Structured comparison reports for tabular data in Python — modeled on SAS PROC COMPARE.
Project description
proccompy
Structured comparison reports for tabular data in Python.
If you've ever needed to prove that two DataFrames hold the same data — after a pipeline rewrite, between source and ETL output, across a database migration, or in a daily regression check — you've probably found that pandas.DataFrame.compare() shows you cell-level diffs, assert_frame_equal gives you pass/fail, and neither tells you the thing you actually want to know: where do they differ, by how much, in which direction, and does it matter?
proccompy produces a structured diagnostic report that answers those questions in the order you'd ask them. It's modeled on SAS PROC COMPARE — a 40-year-old procedure that data analysts trust because it makes "what changed?" a 30-second scan instead of an afternoon of investigation.
import polars as pl
import proccompy as pc
from proccompy import T
base = pl.read_parquet("production.parquet")
rewrite = pl.read_parquet("new_implementation.parquet")
result = pc.compare(
base, rewrite,
id_columns="account_id",
tolerances={
"dollar_amount": T.absolute(0.01), # rounding-level diffs are OK
"rate": T.percent(0.001), # but >0.1% relative is not
},
)
result.to_lst("validation.lst") # SAS-style listing for archival / review
result.assert_matches() # raises AssertionError if they don't — for CI
Why this exists
The Python ecosystem has many ways to find differences between two DataFrames. What it doesn't have is a structured report that helps you interpret them.
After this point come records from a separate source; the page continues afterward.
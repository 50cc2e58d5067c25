//! Remote object patch action.

use async_trait::async_trait;
use reqwest::Client;
use serde::Deserialize;
use serde_json::{Map, Value};
use tracing::debug;

use stepflow_model::{Opts, Runtime};

use crate::device::{ensure_success, get_object, object_url, DEFAULT_DEVICE_PORT};
use crate::error::HandlerError;
use crate::registry::{parse_opts, ActionHandler};

#[derive(Debug, Deserialize)]
struct PatchOpts {
    service: String,
    object: String,
    #[serde(default)]
    data: Map<String, Value>,
}

/// Merges a partial update into a remote object.
///
/// Reads the object, overlays the patch fields on its `data`, and writes the
/// merged document back. Fields outside `data` are untouched.
pub struct ObjectPatch {
    client: Client,
    port: u16,
}

impl ObjectPatch {
    pub fn new(client: Client) -> Self {
        Self::with_port(client, DEFAULT_DEVICE_PORT)
    }

    /// Port override for deployments not on the default device port.
    pub fn with_port(client: Client, port: u16) -> Self {
        Self { client, port }
    }
}

#[async_trait]
impl ActionHandler for ObjectPatch {
    fn kind(&self) -> &'static str {
        "ObjectPatch"
    }

    fn validate(&self, opts: &Opts) -> bool {
        parse_opts::<PatchOpts>(self.kind(), opts).is_ok()
    }

    async fn run(&self, opts: &Opts, _runtime: &mut Runtime) -> Result<(), HandlerError> {
        let opts: PatchOpts = parse_opts(self.kind(), opts)?;
        let url = object_url(&opts.service, self.port, &opts.object);

        let mut object = get_object(&self.client, &url).await?;
        merge_data(&mut object, &opts.data);
        debug!(url = %url, "writing patched object");

        let response = self.client.put(&url).json(&object).send().await?;
        ensure_success(&url, &response)
    }
}

fn merge_data(object: &mut Value, patch: &Map<String, Value>) {
    match object.get_mut("data") {
        Some(Value::Object(data)) => {
            for (key, value) in patch {
                data.insert(key.clone(), value.clone());
            }
        }
        _ => {
            if let Value::Object(fields) = object {
                fields.insert("data".into(), Value::Object(patch.clone()));
            }
        }
    }
}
pandas.DataFrame.compare()returns a multi-index DataFrame of cell-level diffs. No summary, no row-presence breakdown, no statistics.pandas.testing.assert_frame_equalraises on first difference. Tells you something is wrong, not what.datacompyhas a report, but it's a flat text dump optimized for a single screen. No per-column difference statistics, no SAS conventions, no.lstoutput, no streaming/out-of-core support.- Schema-validation tools (Great Expectations, Pandera) check one frame against rules. They don't compare two frames.
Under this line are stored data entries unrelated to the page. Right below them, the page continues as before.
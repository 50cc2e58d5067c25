//! In-memory [`DocumentBackend`] for tests and volatile deployments.

use std::collections::HashMap;
use std::sync::{Mutex, PoisonError};

use async_trait::async_trait;
use serde_json::Value;

use super::{DatastoreError, DocumentBackend};

/// Keeps whole documents in a map, with a counter standing in for the
/// revision string. Same conflict rules as the real thing: a write at a
/// stale revision is rejected.
#[derive(Debug, Default)]
pub struct MemoryBackend {
    documents: Mutex<HashMap<(String, String), (u64, Value)>>,
}

#[async_trait]
impl DocumentBackend for MemoryBackend {
    async fn read(
        &self,
        database: &str,
        document: &str,
        default: Value,
    ) -> Result<(String, Value), DatastoreError> {
        let mut documents = self
            .documents
            .lock()
            .unwrap_or_else(PoisonError::into_inner);
        let key = (database.to_string(), document.to_string());
        let (rev, value) = documents.entry(key).or_insert((1, default));
        Ok((rev.to_string(), value.clone()))
    }

    async fn write(
        &self,
        database: &str,
        document: &str,
        rev: &str,
        value: &Value,
    ) -> Result<String, DatastoreError> {
        let mut documents = self
            .documents
            .lock()
            .unwrap_or_else(PoisonError::into_inner);
        let key = (database.to_string(), document.to_string());
        match documents.get_mut(&key) {
            Some((current, stored)) if current.to_string() == rev => {
                *current += 1;
                *stored = value.clone();
                Ok(current.to_string())
            }
            _ => Err(DatastoreError::Conflict {
                document: document.to_string(),
            }),
        }
    }
}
The result: every team building a data pipeline ends up writing their own ad-hoc comparison script. That script's report is always a little worse than PROC COMPARE's because PROC COMPARE has had four decades of refinement.
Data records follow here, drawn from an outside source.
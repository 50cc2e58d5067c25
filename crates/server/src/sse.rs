//! Server-sent runtime snapshots.
//!
//! One background loop serializes the full runtime collection once per
//! publish interval and fans the string out to every subscriber. With no
//! subscribers the loop idles without touching the store, and the cached
//! snapshot is dropped so a new subscriber always starts fresh.

use std::convert::Infallible;
use std::sync::Arc;
use std::time::Duration;

use axum::extract::State;
use axum::response::sse::{Event, KeepAlive, Sse};
use futures::Stream;
use tokio::sync::mpsc::{self, UnboundedReceiver, UnboundedSender};
use tokio::sync::Mutex;
use tokio::time::sleep;
use tokio_stream::wrappers::UnboundedReceiverStream;
use tokio_stream::StreamExt;
use tokio_util::sync::CancellationToken;
use tracing::{debug, error, info, warn};

use crate::error::AppResult;
use crate::store::RuntimeStore;

/// One message on the feed.
#[derive(Debug, Clone)]
pub enum Feed {
    /// The serialized runtime collection.
    Snapshot(Arc<String>),
    /// Snapshot evaluation failed; the stream ends after this.
    Failed(Arc<String>),
}

#[derive(Default)]
struct FeedState {
    subscribers: Vec<UnboundedSender<Feed>>,
    current: Option<Arc<String>>,
}

/// Periodically publishes runtime snapshots to SSE subscribers.
pub struct SsePublisher {
    store: Arc<RuntimeStore>,
    interval: Duration,
    state: Mutex<FeedState>,
}

impl SsePublisher {
    pub fn new(store: Arc<RuntimeStore>, interval: Duration) -> Self {
        Self {
            store,
            interval,
            state: Mutex::new(FeedState::default()),
        }
    }

    /// Register a subscriber. The current snapshot (cached, or computed on
    /// the spot) is delivered immediately; failures close the stream after
    /// a single error message.
    pub async fn subscribe(&self) -> UnboundedReceiver<Feed> {
        let mut state = self.state.lock().await;
        let first = match &state.current {
            Some(current) => Feed::Snapshot(current.clone()),
            None => match self.snapshot().await {
                Ok(payload) => {
                    state.current = Some(payload.clone());
                    Feed::Snapshot(payload)
                }
                Err(err) => {
                    warn!(error = %err, "snapshot failed for new subscriber");
                    Feed::Failed(Arc::new(err.to_string()))
                }
            },
        };

        let (tx, rx) = mpsc::unbounded_channel();
        let keep = matches!(first, Feed::Snapshot(_));
        let _ = tx.send(first);
        if keep {
            state.subscribers.push(tx);
            debug!(subscribers = state.subscribers.len(), "sse subscriber added");
        }
        rx
    }

    async fn snapshot(&self) -> AppResult<Arc<String>> {
        let views = self.store.all().await?;
        Ok(Arc::new(serde_json::to_string(&views)?))
    }

    /// Run until the token fires. Remaining subscribers are dropped on the
    /// way out, which ends their streams.
    pub async fn run(self: Arc<Self>, token: CancellationToken) {
        tokio::select! {
            _ = token.cancelled() => {
                info!("sse publisher stopped");
                return;
            }
            _ = self.store.wait_ready() => {}
        }
        info!(interval = ?self.interval, "sse publisher running");

        loop {
            tokio::select! {
                _ = token.cancelled() => break,
                _ = sleep(self.interval) => {}
            }
            self.publish_once().await;
        }

        let mut state = self.state.lock().await;
        state.subscribers.clear();
        state.current = None;
        info!("sse publisher stopped");
    }

    async fn publish_once(&self) {
        let mut state = self.state.lock().await;
        if state.subscribers.is_empty() {
            state.current = None;
            return;
        }

        match self.snapshot().await {
            Ok(payload) => {
                state.current = Some(payload.clone());
                state
                    .subscribers
                    .retain(|tx| tx.send(Feed::Snapshot(payload.clone())).is_ok());
                debug!(subscribers = state.subscribers.len(), "snapshot published");
            }
            Err(err) => {
                error!(error = %err, "snapshot failed");
                state.current = None;
                let message = Arc::new(err.to_string());
                for tx in state.subscribers.drain(..) {
                    let _ = tx.send(Feed::Failed(message.clone()));
                }
            }
        }
    }
}

/// GET handler for the runtime feed.
pub async fn feed(
    State(publisher): State<Arc<SsePublisher>>,
) -> Sse<impl Stream<Item = Result<Event, Infallible>>> {
    let rx = publisher.subscribe().await;
    let stream = UnboundedReceiverStream::new(rx).map(|feed| {
        let event = match feed {
            Feed::Snapshot(payload) => Event::default().event("runtimes").data(payload.as_str()),
            Feed::Failed(message) => Event::default().event("error").data(message.as_str()),
        };
        Ok(event)
    });
    Sse::new(stream).keep_alive(KeepAlive::default())
}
proccompy brings that report to Python natively — running on polars, pandas, or DuckDB; pluggable into pytest; producing .lst files SAS analysts already know how to read.
Who is this for
Data engineers doing pipeline validation. You're rewriting an implementation, migrating a database, or proving that yesterday's output matches today's. You want tolerance per column (because floating-point drift isn't "wrong"), the differences summarized and broken down, and a structured object you can assert on in CI.
ETL teams comparing output to source. You need a recurring check that your pipeline faithfully reproduces source data, with the diagnostic depth to tell rounding drift from real corruption.
SAS analysts who miss the PROC COMPARE listing. You moved to Python (willingly or not) and want a comparison report your boss will accept — .lst format, with the same sections you've read for 20 years.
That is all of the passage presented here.